# Doggie Dreads?



## Dirtbaguette (Sep 15, 2011)

I may be laughed off STP or scolded for asking this but here goes....Has anyone ever had a dog that they dreaded? I have a poodle (yes...not my choice in dog but he was horribly abused with his leg snapped in half & I HAD to rescue him) & we are snow bums in the Winter in Colorado. I usually grow his hair out during cold weather but it naturally matts up so badly unless I take the time to brush him EVERY day. I know in dog shows (ew!) "corded" coats are done on some of the long haired breeds as well as poodles. My thought was dreads would still keep him warm & give me a break from grooming my dog daily......please be nice even if you think I'm an idiot


----------



## Puckett (Sep 15, 2011)

my dog is fluffy and get dreads in her tail sometime, but they dont bother her. the only thing i would say is shave it in the summer and that people might give you shit for doing it saying your dog looks like shit. but there are breads of dogs that have natural dreads.


----------



## trash diver (Sep 16, 2011)

Cute picture Puckett.Now is this you or your dog?


----------



## Puckett (Sep 16, 2011)

hahaha thats my dog


----------



## Dirtbaguette (Sep 16, 2011)




----------



## bryanpaul (Sep 16, 2011)

i think a jeri curl would work better...........


----------



## Vonuist (Sep 16, 2011)

Usually if dogs develop dreads it makes the skin underneath them absolutely rank ad also restricts the free movement of the skin, which can't be too nice.
There are a few matted breeds, like Komondors, Puli and Bargamasco Sheepdogs, but they all have overactive sebacious glands which helps them to keep their coats clean.
Grooming is one of the best ways to bond with a dog, they clearly enjoy it and a well-brushed coat repels dirt and water more easily.


----------



## dprogram (Sep 16, 2011)

bryanpaul said:


> i think a jeri curl would work better...........


bwahahahaha! Too bad that's actually a pic of me in high school. Who gave you this btw?!


----------



## RattyNatty (Oct 2, 2011)

well with dogs its called "cording" and you can cord a poodle. Just google Cording Poodles. Otherwise its just gonna mat and be uncomfortable for the dog.


----------



## RattyNatty (Oct 2, 2011)

But, I would not recomend it as corded dogs need a lot of upkeep and as Vonuist^^^ said, probs can arise with it, to be honest only owner-handlers or show groomers usually do it.


----------



## RattyNatty (Oct 2, 2011)

I would just keep him short if upkeep in an issue personally


----------



## Dirtbaguette (Oct 3, 2011)

The issue is he needs longer hair to keep warm but when it gets long it mats up without LOTS of daily brushing. Cording doesn't pull/cause skin issues but mats will.....


----------



## Kim Chee (Oct 3, 2011)

trim your dog (and your cat) and put a weather blanket on him.


----------



## 40 Hands (Oct 4, 2011)

mmmmmmmichael said:


> trim your dog (and your cat) and put a weather blanket on him.
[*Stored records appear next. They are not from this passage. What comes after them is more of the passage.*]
//! Staged orchestration with planned halt-and-reconnect.
//!
//! The runner owns the session handle and lends it to one stage at a time.
//! After a stage that ends in a halt-inducing operation the handle is dropped
//! on the spot; the next stage is guaranteed (by plan validation) to ask for
//! a fresh one, and the runner settles before connecting it. Any error ends
//! the run: it is recorded against the failing stage's phase and nothing
//! after it executes.
use crate::operation::Operation;
use crate::plan::{Phase, ProvisionPlan, SessionPolicy, Stage};
use crate::provision::Provisioner;
use crate::report::{RunReport, StageRecord, StageStatus};
use crate::session::{ConnectError, Connector, Session};
use std::path::{Path, PathBuf};
use std::time::{Duration, Instant};
use thiserror::Error;

/// Waits for the backend to finish tearing down a halted session.
pub trait Settle {
    fn settle(&mut self, before_stage: &str);
}

/// Blocking fixed-duration settle.
#[derive(Debug, Clone, Copy)]
pub struct FixedSettle(pub Duration);

impl Settle for FixedSettle {
    fn settle(&mut self, before_stage: &str) {
        tracing::info!(
            stage = before_stage,
            delay_ms = self.0.as_millis() as u64,
            "settling before reconnect"
        );
        std::thread::sleep(self.0);
    }
}

#[derive(Debug, Error)]
pub enum StageError {
    #[error(transparent)]
    Connect(#[from] ConnectError),
    #[error("{operation} failed: {cause:#}")]
    Operation {
        operation: &'static str,
        cause: anyhow::Error,
    },
    #[error("stage {stage} has no live session")]
    NoSession { stage: String },
}

impl StageError {
    /// This error followed by each underlying cause, joined with `: `.
    pub fn chain(&self) -> String {
        let mut text = self.to_string();
        let mut source = std::error::Error::source(self);
        while let Some(cause) = source {
            text.push_str(": ");
            text.push_str(&cause.to_string());
            source = cause.source();
        }
        text
    }
}

#[derive(Debug)]
pub struct StageFailure {
    pub phase: Phase,
    pub stage: String,
    pub cause: StageError,
}

/// Terminal result of one provisioning run.
#[derive(Debug)]
pub enum RunOutcome {
    Success,
    Failure(StageFailure),
}

impl RunOutcome {
    pub fn is_success(&self) -> bool {
        matches!(self, RunOutcome::Success)
    }
}

pub struct StageRunner<C, P, T> {
    connector: C,
    provisioner: P,
    settle: T,
    log: PathBuf,
}

impl<C, P, T> StageRunner<C, P, T>
where
    C: Connector,
    P: Provisioner<C::Session>,
    T: Settle,
{
    pub fn new(connector: C, provisioner: P, settle: T, log: impl Into<PathBuf>) -> Self {
        Self {
            connector,
            provisioner,
            settle,
            log: log.into(),
        }
    }

    /// Execute every stage in order, stopping at the first failure.
    pub fn run(&mut self, plan: &ProvisionPlan) -> (RunOutcome, RunReport) {
        let started = Instant::now();
        let mut records = Vec::with_capacity(plan.stages().len());
        let mut session: Option<C::Session> = None;
        let mut previous_halted = false;
        let mut outcome = RunOutcome::Success;

        for stage in plan.stages() {
            if let RunOutcome::Failure(_) = outcome {
                records.push(StageRecord::not_run(stage));
                continue;
            }

            let stage_started = Instant::now();
            let _span = tracing::info_span!("stage", stage = %stage.name, phase = %stage.phase)
                .entered();
            tracing::info!(operations = stage.operations.len(), "stage started");

            let result = self.run_stage(stage, &mut session, previous_halted);
            let session_id = session.as_ref().map(Session::id);
            let elapsed_ms = stage_started.elapsed().as_millis() as u64;

            match result {
                Ok(()) => {
                    previous_halted = stage.halts_session();
                    if previous_halted {
                        // The backend has ended this session; never reuse it.
                        session = None;
                        tracing::info!(session = ?session_id, "session halted as planned");
                    }
                    tracing::info!(elapsed_ms, "stage completed");
                    records.push(StageRecord::finished(
                        stage,
                        StageStatus::Completed,
                        session_id,
                        elapsed_ms,
                        None,
                    ));
                }
                Err(cause) => {
                    tracing::error!(elapsed_ms, error = %cause.chain(), "stage failed");
                    records.push(StageRecord::finished(
                        stage,
                        StageStatus::Failed,
                        session_id,
                        elapsed_ms,
                        Some(cause.chain()),
                    ));
                    session = None;
                    outcome = RunOutcome::Failure(StageFailure {
                        phase: stage.phase,
                        stage: stage.name.clone(),
                        cause,
                    });
                }
            }
        }

        let report = RunReport::new(&outcome, records, started.elapsed());
        (outcome, report)
    }

    fn run_stage(
        &mut self,
        stage: &Stage,
        session: &mut Option<C::Session>,
        previous_halted: bool,
    ) -> Result<(), StageError> {
        if stage.session == SessionPolicy::Fresh {
            if previous_halted {
                self.settle.settle(&stage.name);
            }
            let previous = session.take().map(|handle| handle.id());
            let handle = self.connector.connect(&self.log)?;
            tracing::info!(
                session = %handle.id(),
                replaces = ?previous,
                "connected"
            );
            *session = Some(handle);
        }

        let handle = session.as_mut().ok_or_else(|| StageError::NoSession {
            stage: stage.name.clone(),
        })?;
        for operation in &stage.operations {
            self.perform(handle, operation)?;
        }
        Ok(())
    }

    fn perform(&mut self, handle: &mut C::Session, operation: &Operation) -> Result<(), StageError> {
        tracing::debug!(session = %handle.id(), operation = operation.name(), "operation started");
        self.provisioner
            .perform(handle, operation)
            .map_err(|cause| StageError::Operation {
                operation: operation.name(),
                cause,
            })
    }

    pub fn log_path(&self) -> &Path {
        &self.log
    }
}

#[cfg(test)]
#[path = "runner_tests.rs"]
mod tests;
What exactly are you trying to imply here? lol


----------



## Kim Chee (Oct 4, 2011)

40 Hands said:


> What exactly are you trying to imply here? lol


um, the middle part was humor (hope you enjoyed it and that ms. Dirtbaguette didn't get offended).
Fur will have better insulating qualities if it is clean and not matted, corded, braided, dreaded, whatever.
Check out my fur, I'm plenty warm. You're doggie is going to be much happier if clean and warm.
I bet your kitty kat might even be happier too.


----------



## Sydney (Oct 4, 2011)

mmmmmmmichael said:


> trim your dog (and your cat) and put a weather blanket on him.


lol, "weather blanket"


----------



## shanwich (Nov 18, 2011)

a little kid hoodie might keep your pup warm. i saw a poodle in denver and all its fur was braided and very long , and very greasy looking .


----------